Problem
In the data below, one line contains "a separate event." and a later one contains "to show permission". Print both, with every line between them, exactly and alone.

Dataset entries
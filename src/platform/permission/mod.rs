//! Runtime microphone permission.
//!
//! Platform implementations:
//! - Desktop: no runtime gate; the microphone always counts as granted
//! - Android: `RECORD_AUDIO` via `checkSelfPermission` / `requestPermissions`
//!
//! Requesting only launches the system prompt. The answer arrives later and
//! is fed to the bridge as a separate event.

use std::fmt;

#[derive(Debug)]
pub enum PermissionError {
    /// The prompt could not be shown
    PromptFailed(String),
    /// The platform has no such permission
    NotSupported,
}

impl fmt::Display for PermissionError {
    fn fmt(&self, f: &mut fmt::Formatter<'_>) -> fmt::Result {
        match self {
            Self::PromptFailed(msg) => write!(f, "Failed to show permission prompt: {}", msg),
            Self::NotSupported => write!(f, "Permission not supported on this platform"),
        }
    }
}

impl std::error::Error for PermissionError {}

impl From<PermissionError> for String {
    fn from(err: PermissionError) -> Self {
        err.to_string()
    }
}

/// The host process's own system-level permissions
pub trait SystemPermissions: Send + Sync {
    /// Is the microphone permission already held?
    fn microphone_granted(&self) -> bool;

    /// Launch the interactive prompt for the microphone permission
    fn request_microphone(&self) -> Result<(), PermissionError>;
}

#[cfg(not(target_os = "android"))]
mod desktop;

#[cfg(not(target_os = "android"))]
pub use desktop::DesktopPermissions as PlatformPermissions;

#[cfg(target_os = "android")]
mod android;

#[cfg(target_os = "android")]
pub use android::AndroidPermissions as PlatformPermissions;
--
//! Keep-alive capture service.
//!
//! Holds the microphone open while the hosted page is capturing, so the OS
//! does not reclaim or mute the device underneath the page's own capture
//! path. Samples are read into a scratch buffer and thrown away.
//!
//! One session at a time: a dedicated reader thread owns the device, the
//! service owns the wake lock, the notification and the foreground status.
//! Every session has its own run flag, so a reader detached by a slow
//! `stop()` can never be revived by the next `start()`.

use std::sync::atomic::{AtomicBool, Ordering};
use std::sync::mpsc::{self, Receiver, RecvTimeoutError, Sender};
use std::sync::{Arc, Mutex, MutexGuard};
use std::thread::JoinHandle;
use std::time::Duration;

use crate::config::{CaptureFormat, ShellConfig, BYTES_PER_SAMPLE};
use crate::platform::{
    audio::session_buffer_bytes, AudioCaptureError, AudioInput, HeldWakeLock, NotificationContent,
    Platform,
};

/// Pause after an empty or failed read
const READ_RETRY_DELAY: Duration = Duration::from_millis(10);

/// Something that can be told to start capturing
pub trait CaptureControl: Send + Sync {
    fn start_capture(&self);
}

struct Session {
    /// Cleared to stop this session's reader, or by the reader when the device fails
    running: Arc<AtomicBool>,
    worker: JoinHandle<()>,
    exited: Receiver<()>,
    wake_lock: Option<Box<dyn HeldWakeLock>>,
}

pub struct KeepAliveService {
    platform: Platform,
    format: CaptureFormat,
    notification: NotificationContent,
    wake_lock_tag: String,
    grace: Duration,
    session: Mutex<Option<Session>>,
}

Exercise output
//! is fed to the bridge as a separate event.

use std::fmt;

#[derive(Debug)]
pub enum PermissionError {
    /// The prompt could not be shown
    PromptFailed(String),
    /// The platform has no such permission
    NotSupported,
}

impl fmt::Display for PermissionError {
    fn fmt(&self, f: &mut fmt::Formatter<'_>) -> fmt::Result {
        match self {
            Self::PromptFailed(msg) => write!(f, "Failed to show permission prompt: {}", msg),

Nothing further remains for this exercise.